Finished Art and Zen of Motorcycle Maintenance. I obviously need to work on the maintenance part but that’s a different subject. I thought that I was familiar with most of the concepts in the book. Most of the ideas were not new or ground breaking. However, after reading more the author flipped a switch, and things escaladed quickly.
Started with Mu, and not answering yes or no. There isn’t a word for Mu in our language but its apparent everywhere. Esp in the 1010101 world. Does the computer or devise have electrical current in the circuit, the voltmeter will read itself…Mu. When the dude gets his rug pissed on and doesn’t know what to do. It should have been Mu because he lacked the context of the reality. Same, same for Syria and other recent conflicts. We really should be seeking truth in the context, most of the time you will find your not unable to. The only reason the dude goes to the mansion was because his friend talked him into it. Claiming they crossed a line…

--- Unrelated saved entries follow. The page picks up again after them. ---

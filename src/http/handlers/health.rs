use axum::{response::IntoResponse, Json};

/// Health check endpoint.
pub async fn health_check() -> impl IntoResponse {
    Json(serde_json::json!({ "status": "ok" }))
}
use crate::dashboard::model::DailyForecast;
use async_trait::async_trait;
use reqwest::StatusCode;
use serde::Deserialize;
use std::collections::{BTreeMap, HashMap};

pub const MAX_DAYS: usize = 5;

#[derive(thiserror::Error, Debug)]
pub enum WeatherError {
    #[error("missing env OPENWEATHER_API_KEY")]
    MissingApiKey,
    #[error("http error: {0}")]
    Http(String),
    #[error("unauthorized")]
    Unauthorized,
    #[error("invalid response: {0}")]
    InvalidResponse(String),
}

#[async_trait]
pub trait WeatherProvider: Send + Sync {
    /// Day-indexed forecast, day 0 first.
    async fn forecast(&self, lat: f64, lon: f64) -> Result<Vec<DailyForecast>, WeatherError>;
}

#[derive(Debug, Deserialize)]
struct ForecastResponse {
    list: Vec<ForecastSlot>,
}

#[derive(Debug, Deserialize)]
struct ForecastSlot {
    dt_txt: String,
    main: SlotMain,
    #[serde(default)]
    weather: Vec<SlotWeather>,
    #[serde(default)]
    pop: f64,
}

#[derive(Debug, Deserialize)]
struct SlotMain {
    temp_min: f64,
    temp_max: f64,
    humidity: f64,
}

#[derive(Debug, Deserialize)]
struct SlotWeather {
    description: String,
}

#[derive(Clone)]
pub struct OpenWeatherProvider {
    client: reqwest::Client,
    api_key: Option<String>,
    base_url: String,
}

impl OpenWeatherProvider {
    pub fn new(client: reqwest::Client, api_key: Option<String>, base_url: String) -> Self {
        Self {
            client,
            api_key,
            base_url,
        }
    }
}

#[async_trait]
impl WeatherProvider for OpenWeatherProvider {
    async fn forecast(&self, lat: f64, lon: f64) -> Result<Vec<DailyForecast>, WeatherError> {
        let key = self.api_key.as_deref().ok_or(WeatherError::MissingApiKey)?;
        let url = format!("{}/forecast", self.base_url.trim_end_matches('/'));

        let resp = self
            .client
            .get(url)
            .query(&[
                ("lat", lat.to_string()),
                ("lon", lon.to_string()),
                ("units", "metric".to_string()),
                ("appid", key.to_string()),
            ])
            .send()
            .await
            .map_err(|e| WeatherError::Http(e.without_url().to_string()))?;

        match resp.status() {
            StatusCode::UNAUTHORIZED | StatusCode::FORBIDDEN => return Err(WeatherError::Unauthorized),
            _ => {}
        }

        let status = resp.status();
        let raw = resp
            .text()
            .await
            .map_err(|e| WeatherError::Http(e.without_url().to_string()))?;
        if !status.is_success() {
            return Err(WeatherError::Http(format!("{} {}", status.as_u16(), raw)));
        }

        let parsed: ForecastResponse = serde_json::from_str(&raw)
            .map_err(|e| WeatherError::InvalidResponse(format!("json parse failed: {e}")))?;
        Ok(aggregate_daily(&parsed.list))
    }
}

/// Folds 3-hourly slots into per-day summaries, at most [`MAX_DAYS`].
fn aggregate_daily(slots: &[ForecastSlot]) -> Vec<DailyForecast> {
    let mut by_date: BTreeMap<&str, Vec<&ForecastSlot>> = BTreeMap::new();
    for slot in slots {
        let date = slot.dt_txt.split(' ').next().unwrap_or(&slot.dt_txt);
        by_date.entry(date).or_default().push(slot);
    }

    by_date
        .into_iter()
        .take(MAX_DAYS)
        .enumerate()
        .map(|(day, (date, slots))| {
            let temp_min = slots
                .iter()
                .map(|s| s.main.temp_min)
                .fold(f64::INFINITY, f64::min);
            let temp_max = slots
                .iter()
                .map(|s| s.main.temp_max)
                .fold(f64::NEG_INFINITY, f64::max);
            let humidity = slots.iter().map(|s| s.main.humidity).sum::<f64>() / slots.len() as f64;
            let rain_probability = slots.iter().map(|s| s.pop).fold(0.0, f64::max);

            let mut counts: HashMap<&str, usize> = HashMap::new();
            let mut description = "";
            let mut best = 0;
            for s in &slots {
                if let Some(w) = s.weather.first() {
                    let c = counts.entry(w.description.as_str()).or_insert(0);
                    *c += 1;
                    // ties keep the earliest description
                    if *c > best {
                        best = *c;
                        description = w.description.as_str();
                    }
                }
            }

            DailyForecast {
                day,
                date: date.to_string(),
                temp_min,
                temp_max,
                humidity: humidity.round(),
                rain_probability,
                description: description.to_string(),
            }
        })
        .collect()
}
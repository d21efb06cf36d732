//! Shared application state.

use crate::ai::{ProviderKind, ProviderSet};
use crate::chat::ChatOrchestrator;
use crate::dashboard::DashboardService;
use sea_orm::DatabaseConnection;
use std::sync::Arc;

/// Built once at startup; handlers only read it.
pub struct AppState {
    pub db: Arc<DatabaseConnection>,
    /// Provider behind `POST /api/chat`.
    pub primary: ProviderKind,
    pub providers: ProviderSet,
    pub dashboard: DashboardService,
}

impl AppState {
    pub fn new(
        db: Arc<DatabaseConnection>,
        primary: ProviderKind,
        providers: ProviderSet,
        dashboard: DashboardService,
    ) -> Arc<Self> {
        Arc::new(Self {
            db,
            primary,
            providers,
            dashboard,
        })
    }

    pub fn orchestrator(&self, kind: ProviderKind) -> ChatOrchestrator {
        ChatOrchestrator::new(self.providers.get(kind))
    }
}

Back to Zen, I think it really starts when Phaedrus went for his doctorate at Chicago. I had some of the same experiences with trying to understand the writings and professors. I always thought to myself it to be as simple as hiding truth through jargon and smoke n mirrors. This problem is more systemic and real than most prob acknowledge. The duality and church or reason ultimately gets torn apart. The fact that Phaedrus turns to ancient Greece for answers on the path of truth seeking was a whole new level for me. I guess I missed the whole argument in my own studies but it is serious stuff. By the end of the book the author destroys some arguments of Greece and describes how those ideas clearly have and are misleading ppl. Along with accurately describing the problems and struggles between good and truth. He doesn’t really offer a complete picture (nor does he reach his goal of big collective idea), probably from the fact that he concludes its evil. The ideas certainly transcends political dichotomy which is comforting, and just gives me more of strong belief in respecting individuality (and not shocking ppl you think are insane). It is one of the best books I have ever read. Didn’t expect the Chris dying or the fact Phaedrus was the one carrying them along the whole time. Makes sense after the fact I guess.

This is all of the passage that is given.